Specific cellular immune responses to RHAMM/CD168-derived peptides

Ten HLA-A2–binding RHAMM/CD168-derived peptides (Table 2) were identified using 3 different computer algorithms as outlined in “Materials and methods.” These peptides (R1-R10) were synthesized and tested for their potential to elicit specific T-cell responses in 21 healthy volunteers and 13 patients with AML (with the clinical characteristics indicated in Table 1).

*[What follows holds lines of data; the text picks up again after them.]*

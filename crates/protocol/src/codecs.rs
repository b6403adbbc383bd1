//! Byte-level codecs used by extended info blocks
//!
//! Integers are big-endian unless the name says otherwise. The `add`, `neg`
//! and `sub` variants apply the byte transforms some client platforms expect
//! on specific fields:
//!
//! - `add`: byte + 128
//! - `neg`: 0 - byte
//! - `sub`: 128 - byte
//!
//! Writers append to a `BytesMut`; readers consume from any [`Buf`] and fail
//! with `BufferBounds` instead of panicking on short input.

use bytes::{Buf, BufMut, BytesMut};
use tilesync_core::{Result, SyncError};

/// Largest value a [`write_smart`] can encode
pub const SMART_MAX: u32 = 0x7FFF;

#[inline]
fn ensure<B: Buf>(buf: &B, bytes: usize) -> Result<()> {
    if buf.remaining() < bytes {
        return Err(SyncError::BufferBounds {
            requested: bytes * 8,
            available: buf.remaining() * 8,
        });
    }
    Ok(())
}

/// Write the low byte of `val`
#[inline]
pub fn write_p1(buf: &mut BytesMut, val: i32) {
    buf.put_u8(val as u8);
}

/// Write the low byte of `val` plus 128
#[inline]
pub fn write_p1_add(buf: &mut BytesMut, val: i32) {
    buf.put_u8((val as u8).wrapping_add(128));
}

/// Write the negated low byte of `val`
#[inline]
pub fn write_p1_neg(buf: &mut BytesMut, val: i32) {
    buf.put_u8((val as u8).wrapping_neg());
}

/// Write 128 minus the low byte of `val`
#[inline]
pub fn write_p1_sub(buf: &mut BytesMut, val: i32) {
    buf.put_u8(128u8.wrapping_sub(val as u8));
}

/// Write a 16-bit value, big-endian
#[inline]
pub fn write_p2(buf: &mut BytesMut, val: i32) {
    buf.put_u16(val as u16);
}

/// Write a 16-bit value, little-endian
#[inline]
pub fn write_p2_le(buf: &mut BytesMut, val: i32) {
    buf.put_u16_le(val as u16);
}

/// Write a 16-bit value, big-endian, with the low byte transformed by `add`
#[inline]
pub fn write_p2_add(buf: &mut BytesMut, val: i32) {
    buf.put_u8((val >> 8) as u8);
    buf.put_u8((val as u8).wrapping_add(128));
}

/// Write a 24-bit value, big-endian
#[inline]
pub fn write_p3(buf: &mut BytesMut, val: i32) {
    buf.put_u8((val >> 16) as u8);
    buf.put_u16(val as u16);
}

/// Write a 32-bit value, big-endian
#[inline]
pub fn write_p4(buf: &mut BytesMut, val: i32) {
    buf.put_i32(val);
}

/// Write a 32-bit value, little-endian
#[inline]
pub fn write_p4_le(buf: &mut BytesMut, val: i32) {
    buf.put_i32_le(val);
}

/// Write a 1-or-2 byte unsigned smart
///
/// # Format
/// - `val < 128`: one byte
/// - `val <= 0x7FFF`: two bytes, big-endian, with the top bit set
pub fn write_smart(buf: &mut BytesMut, val: u32) -> Result<()> {
    if val < 128 {
        buf.put_u8(val as u8);
    } else if val <= SMART_MAX {
        buf.put_u16(0x8000 | val as u16);
    } else {
        return Err(SyncError::InvalidArgument(format!("smart value {} exceeds {}", val, SMART_MAX)));
    }
    Ok(())
}

/// Write a NUL-terminated string
///
/// Strings containing NUL cannot be represented and are rejected.
pub fn write_pjstr(buf: &mut BytesMut, val: &str) -> Result<()> {
    if val.as_bytes().contains(&0) {
        return Err(SyncError::InvalidArgument("string contains a NUL byte".into()));
    }
    buf.put_slice(val.as_bytes());
    buf.put_u8(0);
    Ok(())
}

#[inline]
pub fn read_g1<B: Buf>(buf: &mut B) -> Result<u8> {
    ensure(buf, 1)?;
    Ok(buf.get_u8())
}

#[inline]
pub fn read_g1s<B: Buf>(buf: &mut B) -> Result<i8> {
    ensure(buf, 1)?;
    Ok(buf.get_i8())
}

#[inline]
pub fn read_g1_add<B: Buf>(buf: &mut B) -> Result<u8> {
    Ok(read_g1(buf)?.wrapping_sub(128))
}

#[inline]
pub fn read_g1_neg<B: Buf>(buf: &mut B) -> Result<u8> {
    Ok(read_g1(buf)?.wrapping_neg())
}

#[inline]
pub fn read_g1_sub<B: Buf>(buf: &mut B) -> Result<u8> {
    Ok(128u8.wrapping_sub(read_g1(buf)?))
}

#[inline]
pub fn read_g2<B: Buf>(buf: &mut B) -> Result<u16> {
    ensure(buf, 2)?;
    Ok(buf.get_u16())
}

#[inline]
pub fn read_g2_le<B: Buf>(buf: &mut B) -> Result<u16> {
    ensure(buf, 2)?;
    Ok(buf.get_u16_le())
}

#[inline]
pub fn read_g2_add<B: Buf>(buf: &mut B) -> Result<u16> {
    ensure(buf, 2)?;
    let high = buf.get_u8() as u16;
    let low = buf.get_u8().wrapping_sub(128) as u16;
    Ok((high << 8) | low)
}

#[inline]
pub fn read_g3<B: Buf>(buf: &mut B) -> Result<u32> {
    ensure(buf, 3)?;
    let high = buf.get_u8() as u32;
    Ok((high << 16) | buf.get_u16() as u32)
}

#[inline]
pub fn read_g4<B: Buf>(buf: &mut B) -> Result<i32> {
    ensure(buf, 4)?;
    Ok(buf.get_i32())
}

#[inline]
pub fn read_g4_le<B: Buf>(buf: &mut B) -> Result<i32> {
    ensure(buf, 4)?;
    Ok(buf.get_i32_le())
}

pub fn read_smart<B: Buf>(buf: &mut B) -> Result<u32> {
    ensure(buf, 1)?;
    if buf.chunk()[0] < 128 {
        Ok(buf.get_u8() as u32)
    } else {
        Ok((read_g2(buf)? & 0x7FFF) as u32)
    }
}

pub fn read_gjstr<B: Buf>(buf: &mut B) -> Result<String> {
    let mut bytes = Vec::new();
    loop {
        let byte = read_g1(buf)?;
        if byte == 0 {
            break;
        }
        bytes.push(byte);
    }
    String::from_utf8(bytes).map_err(|e| SyncError::InvalidArgument(format!("Invalid UTF-8: {}", e)))
}
impl NpcInfo {
    pub(crate) fn new(observer: usize, coord: CoordGrid, platform: Platform, capacity: usize, limits: &NpcLimits) -> Self {
        Self {
            observer,
            platform,
            coord,
            build_area: BuildArea::centered(coord, limits.build_area_zones),
            view_distance: limits.view_distance,
            high_res: Vec::new(),
            next: Vec::new(),
            tracked: BitSet::new(capacity),
            stale: BitSet::new(capacity),
            carry: ExtCarry::default(),
            ext: BytesMut::with_capacity(512),
            candidates: Vec::new(),
            tainted: Vec::new(),
            packet: None,
            last_bytes: 0,
            deferred: 0,
            aborted: false,
        }
    }

    #[inline]
    pub fn observer(&self) -> usize {
        self.observer
    }

    #[inline]
    pub fn platform(&self) -> Platform {
        self.platform
    }

    #[inline]
    pub fn coord(&self) -> CoordGrid {
        self.coord
    }

    #[inline]
    pub fn view_distance(&self) -> u32 {
        self.view_distance
    }

    /// Change the view distance; above 15 the large packet is used
    pub fn set_view_distance(&mut self, distance: u32) {
        self.view_distance = distance;
    }

    /// Tracked NPC indices in packet order
    pub fn tracked(&self) -> impl Iterator<Item = usize> + '_ {
        self.high_res.iter().map(|e| e.index)
    }

    #[inline]
    pub fn is_tracking(&self, index: usize) -> bool {
        self.tracked.get(index)
    }

    /// Coordinate this observer last received for NPC `index`
    pub fn known_coord(&self, index: usize) -> Option<CoordGrid> {
        self.high_res.iter().find(|e| e.index == index).map(|e| e.known)
    }

    #[inline]
    pub fn high_res_count(&self) -> usize {
        self.high_res.len()
    }

    /// Packet this observer's client decodes with
    pub fn prot(&self) -> ServerProt {
        if self.view_distance <= SMALL_VIEW_DISTANCE {
            ServerProt::NpcInfoSmall
        } else {
            ServerProt::NpcInfoLarge
        }
    }

    pub fn take_packet(&mut self) -> Option<InfoPacket> {
        self.packet.take()
    }

    pub(crate) fn tainted(&self) -> &[usize] {
        &self.tainted
    }

    pub(crate) fn stats(&self, stats: &mut ProtocolStats) {
        stats.observers += 1;
        stats.packets += self.packet.is_some() as usize;
        stats.bytes += self.last_bytes;
        stats.deferred += self.deferred;
        stats.carried += self.carry.len();
        stats.aborted += self.aborted as usize;
    }

    /// Follow the observing player's coordinate
    pub(crate) fn sync(&mut self, coord: CoordGrid) {
        self.coord = coord;
        self.build_area.follow(coord);
    }

    #[inline]
    fn in_view(&self, coord: CoordGrid) -> bool {
        self.coord.in_distance(coord, self.view_distance) && self.build_area.contains(coord)
    }

    fn fits(&self, writer: &BitWriter<'_>, bits: usize, limit: usize) -> bool {
        (writer.bit_position() + bits + 7) / 8 + self.ext.len() <= limit
    }

    pub(crate) fn compute(&mut self, frame: &NpcFrame<'_>) {
        self.packet = None;
        self.tainted.clear();
        self.last_bytes = 0;
        self.deferred = 0;
        self.aborted = false;

        if !self.coord.is_valid() {
            return;
        }
        let Some(encoders) = frame.encoders.get(self.platform) else {
            tracing::warn!("No NPC encoders for {}; observer {} skipped", self.platform.as_str(), self.observer);
            return;
        };

        self.ext.clear();
        self.next.clear();
        self.carry.rollback();
        let prot = self.prot();
        let mut payload = frame.recycler.alloc(128);
        let result = self.encode(&mut payload, encoders, frame).and_then(|()| {
            payload.put_slice(&self.ext);
            if payload.len() > frame.limits.max_packet_size {
                return Err(SyncError::PacketTooLarge {
                    size: payload.len(),
                    limit: frame.limits.max_packet_size,
                });
            }
            prot.frame().check(payload.len())
        });

        match result {
            Ok(()) => {
                std::mem::swap(&mut self.high_res, &mut self.next);
                self.carry.commit();
                self.stale.clear();
                self.last_bytes = payload.len();
                let payload = Arc::new(payload);
                frame.recycler.retire(Arc::clone(&payload));
                self.packet = Some(InfoPacket::new(prot, payload));
            }
            Err(e) => {
                tracing::warn!("NPC info for observer {} aborted: {}", self.observer, e);
                self.carry.rollback();
                self.tracked.clear();
                for entry in &self.high_res {
                    self.tracked.set(entry.index);
                    if frame.released.get(entry.index) {
                        self.stale.set(entry.index);
                    }
                }
                self.aborted = true;
            }
        }
    }

    fn encode(&mut self, payload: &mut BytesMut, encoders: &NpcEncoders, frame: &NpcFrame<'_>) -> Result<()> {
        let hard = frame.limits.max_packet_size;
        let soft = hard.saturating_sub(NPC_REMOVAL_RESERVE);
        let mut writer = BitWriter::new(payload, hard);
        let mut overflow = false;

        writer.p_bits(8, self.high_res.len() as u32)?;
        let list = std::mem::take(&mut self.high_res);
        let result = self.encode_tracked(&mut writer, &list, encoders, frame, soft, &mut overflow);
        self.high_res = list;
        result?;

        if !overflow {
            self.encode_adds(&mut writer, encoders, frame, soft)?;
        }
        writer.p_bits(16, END_OF_ADDS)?;
        writer.finish();
        Ok(())
    }

    fn encode_tracked(
        &mut self,
        writer: &mut BitWriter<'_>,
        list: &[NpcEntry],
        encoders: &NpcEncoders,
        frame: &NpcFrame<'_>,
        soft: usize,
        overflow: &mut bool,
    ) -> Result<()> {
        for entry in list {
            let avatar = frame
                .avatars
                .get(entry.index)
                .filter(|a| !self.stale.get(entry.index) && self.in_view(a.coord()));
            let movement = avatar.map(|a| {
                if entry.known == a.last_coord() {
                    a.movement()
                } else {
                    Movement::between(entry.known, a.coord(), a.is_jumping())
                }
            });
            let (avatar, movement) = match (avatar, movement) {
                (Some(a), Some(m)) if !matches!(m, Movement::Teleport(_)) => (a, m),
                _ => {
                    writer.p_bits(1, 1)?;
                    writer.p_bits(2, 3)?;
                    self.tracked.unset(entry.index);
                    self.carry.discard(entry.index);
                    continue;
                }
            };

            let flags = avatar.ext().flags_for(self.observer) | entry.owed;
            if *overflow {
                writer.p_bits(1, 0)?;
                self.defer(avatar, entry, flags, encoders);
                continue;
            }
            let carried = self.carry.front(entry.index).is_some();
            if movement.is_stationary() && flags == 0 && !carried {
                writer.p_bits(1, 0)?;
                self.next.push(*entry);
                continue;
            }

            let mark = self.ext.len();
            if let Some(group) = self.carry.front(entry.index) {
                self.ext.put_slice(group);
            }
            let mut requeue = None;
            if flags != 0 {
                let split = self.ext.len();
                self.stage_ext(avatar, entry.index, flags, encoders);
                if carried {
                    requeue = Some(self.ext.split_off(split));
                }
            }
            let has_ext = flags != 0 || carried;
            let bits = 3 + match movement {
                Movement::Walk(_) => 4,
                Movement::Run(_) => 5,
                _ => 0,
            };
            if !self.fits(writer, bits, soft) {
                self.ext.truncate(mark);
                *overflow = true;
                writer.p_bits(1, 0)?;
                self.defer(avatar, entry, flags, encoders);
                continue;
            }

            writer.p_bits(1, 1)?;
            match movement {
                Movement::Walk(opcode) => {
                    writer.p_bits(2, 1)?;
                    writer.p_bits(3, opcode)?;
                    writer.p_bool(has_ext)?;
                }
                Movement::Run(opcode) => {
                    writer.p_bits(2, 2)?;
                    writer.p_bits(4, opcode)?;
                    writer.p_bool(has_ext)?;
                }
                _ => writer.p_bits(2, 0)?,
            }
            if carried {
                self.carry.mark_sent(entry.index);
            }
            if let Some(group) = requeue {
                self.carry.queue(entry.index, group);
            }
            self.next.push(NpcEntry {
                index: entry.index,
                known: avatar.coord(),
                owed: if flags != 0 { 0 } else { entry.owed },
            });
        }
        Ok(())
    }

    fn encode_adds(
        &mut self,
        writer: &mut BitWriter<'_>,
        encoders: &NpcEncoders,
        frame: &NpcFrame<'_>,
        soft: usize,
    ) -> Result<()> {
        let room = frame
            .limits
            .max_high_res
            .saturating_sub(self.next.len())
            .min(frame.limits.add_limit);
        if room == 0 {
            return Ok(());
        }

        self.candidates.clear();
        if let Some(rect) = self.build_area.clip(self.coord, self.view_distance) {
            for i in frame.avatars.zones().indices_in(rect) {
                if self.tracked.get(i) {
                    continue;
                }
                let Some(avatar) = frame.avatars.get(i) else {
                    continue;
                };
                if self.in_view(avatar.coord()) {
                    self.candidates.push((avatar.priority(), self.coord.chebyshev(avatar.coord()), i));
                }
            }
        }
        self.candidates.sort_unstable();

        let (delta_bits, min, max) = match self.prot() {
            ServerProt::NpcInfoSmall => (5, -16, 15),
            _ => (8, -128, 127),
        };
        let candidates = std::mem::take(&mut self.candidates);
        let mut added = 0;
        let mut result = Ok(());
        for &(_, _, i) in &candidates {
            if added == room {
                break;
            }
            let Some(avatar) = frame.avatars.get(i) else {
                continue;
            };
            let (dx, dz) = self.coord.delta_to(avatar.coord());
            if !(min..=max).contains(&dx) || !(min..=max).contains(&dz) {
                continue;
            }
            let flags = avatar.ext().flags_for(self.observer) | avatar.ext().persistent_flags();
            let mark = self.ext.len();
            if flags != 0 {
                self.stage_ext(avatar, i, flags, encoders);
            }
            if !self.fits(writer, 16 + 2 * delta_bits as usize + 18 + 16, soft) {
                self.ext.truncate(mark);
                self.deferred += candidates.len().min(room) - added;
                break;
            }
            result = Self::write_add(writer, avatar, i, dx, dz, delta_bits, flags != 0);
            if result.is_err() {
                break;
            }
            self.tracked.set(i);
            self.next.push(NpcEntry {
                index: i,
                known: avatar.coord(),
                owed: 0,
            });
            added += 1;
        }
        self.candidates = candidates;
        result
    }

    fn write_add(
        writer: &mut BitWriter<'_>,
        avatar: &NpcAvatar,
        index: usize,
        dx: i32,
        dz: i32,
        delta_bits: u32,
        has_ext: bool,
    ) -> Result<()> {
        writer.p_bits(16, index as u32)?;
        writer.p_bits(delta_bits, dx as u32)?;
        writer.p_bits(delta_bits, dz as u32)?;
        writer.p_bool(has_ext)?;
        writer.p_bool(avatar.is_jumping())?;
        writer.p_bits(14, avatar.id() as u32)?;
        writer.p_bits(3, avatar.direction() as u32)
    }

    fn stage_ext(&mut self, avatar: &NpcAvatar, owner: usize, flags: u32, encoders: &NpcEncoders) {
        let mark = self.ext.len();
        if let Err(e) = avatar.ext().write(&mut self.ext, encoders, self.observer, owner, flags) {
            tracing::warn!(
                "Extended info of NPC {} failed for observer {}: {}",
                owner,
                self.observer,
                e
            );
            self.ext.truncate(mark);
            self.ext.put_u8(0);
            self.tainted.push(owner);
        }
    }

    /// Keep a tracked NPC idle this packet; transient blocks are carried
    fn defer(&mut self, avatar: &NpcAvatar, entry: &NpcEntry, flags: u32, encoders: &NpcEncoders) {
        let mut owed = entry.owed | (flags & NpcBlock::PERSISTENT);
        if flags & !NpcBlock::PERSISTENT != 0 {
            let mark = self.ext.len();
            self.stage_ext(avatar, entry.index, flags, encoders);
            let group = self.ext.split_off(mark);
            self.carry.queue(entry.index, group);
            owed = 0;
        }
        self.next.push(NpcEntry { owed, ..*entry });
        self.deferred += 1;
    }
}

ELISPOT measuring release of IFN-γ and granzyme B was used to assay reactivity of peptide-sensitized CD8+ T cells with test peptides presented by T2 cells.

The T-cell reaction to the RHAMM/CD168-derived peptide R3 was demonstrated to be dependent on the peptide concentration as analyzed by ELISPOTs for IFN-γ (Figure 1A) and granzyme B (Figure 1B) indicating peptide-specific T-cell responses. The optimal dose of 20 μg peptide per milliliter was used in consecutive assays.

Figure 2 shows representative results for a granzyme B release by CD8+ T cells from an AML patient in a long-term complete remission over 8 years. A high number of reactive CD8+ T cells were counted after stimulation with the RHAMM/CD168-derived peptides R3 and R5. Also, a high granzyme B release was detected for the IMP peptide as a positive control. No T-cell reaction was found for the negative control (T2 cells without peptide) and for the RHAMM/CD168-derived peptides R1 and R9. Cross-reactivity was excluded by presensitizing CD8+ T cells with autologous CD8 APCs pulsed with the R3 peptide and thereafter evaluating their granzyme B release upon presentation of an unrelated MAGE3-derived peptide by T2 cells.

Figure 1.

Determination of the optimal peptide concentration for MLPC. The reaction is specific because it is dependent on peptide concentration analyzed by ELISPOT assays for IFN-γ (A) and granzyme B (B). Specific CD8+ T-cell activation evaluated by IFN-γ and granzyme B release was dependent on the R3 peptide concentration indicating peptide-specific T-cell answers. The optimal dose of 20 μg peptide per milliliter was used in consecutive assays. Error bars indicate standard deviation.

Figure 1.

Determination of the optimal peptide concentration for MLPC. The reaction is specific because it is dependent on peptide concentration analyzed by ELISPOT assays for IFN-γ (A) and granzyme B (B). Specific CD8+ T-cell activation evaluated by IFN-γ and granzyme B release was dependent on the R3 peptide concentration indicating peptide-specific T-cell answers. The optimal dose of 20 μg peptide per milliliter was used in consecutive assays. Error bars indicate standard deviation.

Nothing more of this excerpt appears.